Mesmo sendo previsível, a derrota convenceu-me que não era fadada para campanhas eleitorais. Só 20 anos depois, me vi, de novo, nesses trabalhos: fui candidata a pela deputada pela emigração, pela coligação AD, com uma grandiosa votação de mais de 80%... Foi a 1ª de muitas: encabecei o círculo de "Emigração Fora da Europa", repetidas vezes, sempre com votações excelentes, o da Emigração da Europa, por uma vez (recuperando o 1º lugar para o PSD, conseguindo por pequena margem de votos o que para nós foi uma grande vitória - até porque como Secretária de Estado do sector criava bastantes anti-corpos e porque, para piorar as coisas, metade da direcção da secção do PSD de Paris tinha aderido às hostes do emergente partido Eanista...).
Recuperei um pouco de auto-estima. Todavia, o meu 1º cargo político, não foi o de deputada, mas o de Secretária de Estado do Trabalho num governo de independentes - o IV Governo Constitucional, chefiado pelo Prof Mota Pinto. Por isso, quando me perguntam a razão porque escolhi a vida política, respondo que não escolhi, e que, paradoxalmente, me foi dada a oportunidade pela pouco recomendável circunstância de não pertencer a qualquer partido...
Entrei na aventura, que à partida se estimava de curta duração, por não saber dizer "não" aos amigos - e não só o Primeiro Mº era um amigo, como o era também o "vizinho do lado", no Ministério do Trabalho, o João Padrão, um simpático e brilhantíssimo colega de curso, que ocupava a pasta do Emprego. À mistura com o receio de falhar - uma constante desde os bancos da faculdade - havia uma boa dose de curiosidade por conhecer o outro lado da "sociedade civil" - o lado do "poder" (ainda que muito relativo...). A "casa" era conhecida: estava no ministério onde começara o trabalho profissional, cerca de 11 anos antes.
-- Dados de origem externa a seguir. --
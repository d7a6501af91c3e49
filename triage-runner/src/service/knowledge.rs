//! Knowledge base loader
//!
//! Fetches the reference document for every invocation. Never fails: when the
//! document cannot be fetched or parsed the pipeline continues with an empty
//! knowledge base and the problem is only visible in the logs.

use std::sync::Arc;
use tracing::{debug, warn};
use triage_core::domain::knowledge::KnowledgeBase;

use crate::repository::KnowledgeRepository;

pub struct KnowledgeLoader {
    repository: Arc<dyn KnowledgeRepository>,
    container: String,
    key: String,
}

impl KnowledgeLoader {
    pub fn new(
        repository: Arc<dyn KnowledgeRepository>,
        container: impl Into<String>,
        key: impl Into<String>,
    ) -> Self {
        Self {
            repository,
            container: container.into(),
            key: key.into(),
        }
    }

    pub async fn load(&self) -> KnowledgeBase {
        let document = match self
            .repository
            .fetch_document(&self.container, &self.key)
            .await
        {
            Ok(document) => document,
            Err(e) => {
                warn!("Error retrieving knowledge base: {:#}", e);
                return KnowledgeBase::empty();
            }
        };

        match KnowledgeBase::from_slice(&document) {
            Ok(knowledge) => {
                debug!("Loaded knowledge base with {} entries", knowledge.len());
                knowledge
            }
            Err(e) => {
                warn!(
                    "Knowledge base {}/{} is not a JSON object: {}",
                    self.container, self.key, e
                );
                KnowledgeBase::empty()
            }
        }
    }
}

#[cfg(test)]
mod tests {
    use super::*;
    use crate::testing::StaticKnowledge;

    fn loader(knowledge: StaticKnowledge) -> KnowledgeLoader {
        KnowledgeLoader::new(Arc::new(knowledge), "kb-bucket", "knowledge_base.json")
    }

    #[tokio::test]
    async fn test_fetch_failure_yields_empty_knowledge() {
        let knowledge = loader(StaticKnowledge::unavailable()).load().await;
        assert!(knowledge.is_empty());
    }

    #[tokio::test]
    async fn test_unparsable_document_yields_empty_knowledge() {
        for document in ["{ truncated", "[\"not\", \"a map\"]", ""] {
            let knowledge = loader(StaticKnowledge::serving(document)).load().await;
            assert!(knowledge.is_empty(), "document {document:?} should be ignored");
        }
    }

    #[tokio::test]
    async fn test_loads_document() {
        let knowledge = loader(StaticKnowledge::serving(
            r#"{"High CPU usage": "Restart the service", "Disk space": "Clean /var/log"}"#,
        ))
        .load()
        .await;

        assert_eq!(knowledge.len(), 2);
        assert_eq!(
            knowledge.get("Disk space").and_then(|v| v.as_str()),
            Some("Clean /var/log")
        );
    }
}
//! Image codec dispatch (§4.8): magic-byte probing into the matching decoder.

pub mod bmp;
pub mod viewer;

use crate::error::{MediaError, MediaResult};

pub const MAX_IMAGE_DIMENSION: u32 = 1732;
pub const MAX_IMAGE_PIXELS: u64 = 1732 * 1732;
pub const MAX_FILE_SIZE_BYTES: usize = 4 * 1024 * 1024;

pub struct DecodedImage {
    pub width: u32,
    pub height: u32,
    /// Tightly packed RGBA8, row-major.
    pub rgba: Vec<u8>,
}

/// Identify a container by its leading bytes and decode it to RGBA8.
/// Mirrors the donor's PNG decode idiom (`png::Decoder` + `read_info` +
/// `next_frame`) for every format that has an equivalent crate API.
pub fn decode(bytes: &[u8]) -> MediaResult<DecodedImage> {
    if bytes.len() > MAX_FILE_SIZE_BYTES {
        return Err(MediaError::TooLarge(format!(
            "image file is {} bytes, cap is {}",
            bytes.len(),
            MAX_FILE_SIZE_BYTES
        )));
    }

    let image = if bytes.starts_with(b"\x89PNG") {
        decode_png(bytes)?
    } else if bytes.starts_with(b"GIF8") {
        decode_gif(bytes)?
    } else if bytes.starts_with(b"BM") {
        bmp::decode(bytes)?
    } else if bytes.len() >= 12 && &bytes[0..4] == b"RIFF" && &bytes[8..12] == b"WEBP" {
        decode_webp(bytes)?
    } else if bytes.starts_with(&[0xFF, 0xD8]) {
        decode_jpeg(bytes)?
    } else {
        return Err(MediaError::FormatUnsupported("unrecognized image container".into()));
    };

    check_bounds(image.width, image.height)?;
    Ok(image)
}

fn check_bounds(width: u32, height: u32) -> MediaResult<()> {
    if width > MAX_IMAGE_DIMENSION || height > MAX_IMAGE_DIMENSION {
        return Err(MediaError::TooLarge(format!(
            "{width}x{height} exceeds {MAX_IMAGE_DIMENSION}x{MAX_IMAGE_DIMENSION}"
        )));
    }
    if (width as u64) * (height as u64) > MAX_IMAGE_PIXELS {
        return Err(MediaError::TooLarge(format!(
            "{width}x{height} exceeds the pixel budget"
        )));
    }
    Ok(())
}

fn decode_png(bytes: &[u8]) -> MediaResult<DecodedImage> {
    let cursor = std::io::Cursor::new(bytes);
    let decoder = png::Decoder::new(cursor);
    let mut reader = decoder
        .read_info()
        .map_err(|e| MediaError::DecodeError(format!("png: {e}")))?;

    let mut buf = vec![0u8; reader.output_buffer_size()];
    let info = reader
        .next_frame(&mut buf)
        .map_err(|e| MediaError::DecodeError(format!("png: {e}")))?;

    let bytes = &buf[..info.buffer_size()];
    let rgba: Vec<u8> = match info.color_type {
        png::ColorType::Rgba => bytes.to_vec(),
        png::ColorType::Rgb => bytes
            .chunks_exact(3)
            .flat_map(|p| [p[0], p[1], p[2], 255])
            .collect(),
        png::ColorType::Grayscale => bytes.iter().flat_map(|&g| [g, g, g, 255]).collect(),
        png::ColorType::GrayscaleAlpha => bytes
            .chunks_exact(2)
            .flat_map(|p| [p[0], p[0], p[0], p[1]])
            .collect(),
        png::ColorType::Indexed => {
            return Err(MediaError::FormatUnsupported("indexed png not expanded".into()))
        }
    };

    Ok(DecodedImage {
        width: info.width,
        height: info.height,
        rgba,
    })
}

fn decode_gif(bytes: &[u8]) -> MediaResult<DecodedImage> {
    let mut options = gif::DecodeOptions::new();
    options.set_color_output(gif::ColorOutput::RGBA);
    let mut decoder = options
        .read_info(bytes)
        .map_err(|e| MediaError::DecodeError(format!("gif: {e}")))?;
    let frame = decoder
        .read_next_frame()
        .map_err(|e| MediaError::DecodeError(format!("gif: {e}")))?
        .ok_or_else(|| MediaError::DecodeError("gif: no frames".into()))?;

    Ok(DecodedImage {
        width: frame.width as u32,
        height: frame.height as u32,
        rgba: frame.buffer.to_vec(),
    })
}

fn decode_jpeg(bytes: &[u8]) -> MediaResult<DecodedImage> {
    let mut decoder = jpeg_decoder::Decoder::new(bytes);
    let pixels = decoder
        .decode()
        .map_err(|e| MediaError::DecodeError(format!("jpeg: {e}")))?;
    let info = decoder
        .info()
        .ok_or_else(|| MediaError::DecodeError("jpeg: missing frame info".into()))?;

    let rgba: Vec<u8> = match info.pixel_format {
        jpeg_decoder::PixelFormat::RGB24 => pixels
            .chunks_exact(3)
            .flat_map(|p| [p[0], p[1], p[2], 255])
            .collect(),
        jpeg_decoder::PixelFormat::L8 => pixels.iter().flat_map(|&g| [g, g, g, 255]).collect(),
        jpeg_decoder::PixelFormat::CMYK32 => {
            return Err(MediaError::FormatUnsupported("cmyk jpeg unsupported".into()))
        }
        _ => return Err(MediaError::FormatUnsupported("unsupported jpeg pixel format".into())),
    };

    Ok(DecodedImage {
        width: info.width as u32,
        height: info.height as u32,
        rgba,
    })
}

fn decode_webp(bytes: &[u8]) -> MediaResult<DecodedImage> {
    let decoder = image_webp::WebPDecoder::new(std::io::Cursor::new(bytes))
        .map_err(|e| MediaError::DecodeError(format!("webp: {e}")))?;
    let (width, height) = decoder.dimensions();
    let mut decoder = decoder;
    let mut buf = vec![0u8; (width as usize) * (height as usize) * 4];
    decoder
        .read_image(&mut buf)
        .map_err(|e| MediaError::DecodeError(format!("webp: {e}")))?;

    Ok(DecodedImage {
        width,
        height,
        rgba: buf,
    })
}

#[cfg(test)]
mod tests {
    use super::*;

    #[test]
    fn rejects_oversized_files_before_touching_any_decoder() {
        let bytes = vec![0u8; MAX_FILE_SIZE_BYTES + 1];
        let err = decode(&bytes);
        assert!(matches!(err, Err(MediaError::TooLarge(_))));
    }

    #[test]
    fn rejects_unrecognized_magic_bytes() {
        let bytes = vec![0x00, 0x01, 0x02, 0x03];
        let err = decode(&bytes);
        assert!(matches!(err, Err(MediaError::FormatUnsupported(_))));
    }

    #[test]
    fn bounds_check_rejects_oversized_dimensions() {
        let err = check_bounds(2000, 100);
        assert!(matches!(err, Err(MediaError::TooLarge(_))));
    }

    #[test]
    fn bounds_check_rejects_oversized_pixel_count() {
        let err = check_bounds(1732, 1732);
        assert!(err.is_ok());
        let err = check_bounds(1700, 1700);
        assert!(err.is_ok());
    }
}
Apesar da mudança de regime, a boa qualidade dos funcionários, dos serviços estava intacta. Tudo era familiar - assuntos, problemas e até algumas das caras que via nos corredores - o que facilitava muito. Escolhi os adjuntos dentro da "casa", trouxe para chefe de gabinete um colega do Serviço do Provedor de Justiça (onde ambos éramos assessores, eu na área da segurança social, ele, providencialmente, na área do Direito Administrativo, que ali era bem preciso). Ajudaram-me naqueles tempos de iniciação a um novo ofício - fizemos uma equipa unida nos bons e maus momentos. E destes, houve alguns. Não tanto pelos conflitos sociais, negociações, greves... Houve, por vezes, verdadeiros "braços de ferro", uma requisição civil... mas com o "adversário exterior" podíamos nós bem. O que incomodava era o interno... Foi por vezes complicado o relacionamento entre a equipa do ministro, que vinha do sector privado, com preconceitos contra o público e a minha que era 100% "funcionalismo público" (e do muito bom, que também havia e ainda há, aqui e ali). A competência dos quadros daquele ministério acabou mesmo por o convencer. Pior era o seu chefe de gabinete, que eu tive de "pôr na ordem", porque se julgava superior hierárquico do meu chefe de gabinete e tentava comandá-lo. Eu podia ser "caloira" no Governo, mas intromissões no meu "território" não estava disposta a admitir - e não admiti. O homem era pouco esperto e custou-lhe a perceber que nem mesmo ao ministro eu consentia semelhante comportamento. Fui sempre melhor a defender "os meus" do que a defender-me a mim própria. Eu, sim, tinha de actuar de acordo com orientações do ministro e ou concordava com ele ou me demitia. Não o fiz, porque não houve divergências de fundo - pude ir sempre por onde queria, ou quase sempre. Como disse, o pior foram questões pessoais, de "maneiras"...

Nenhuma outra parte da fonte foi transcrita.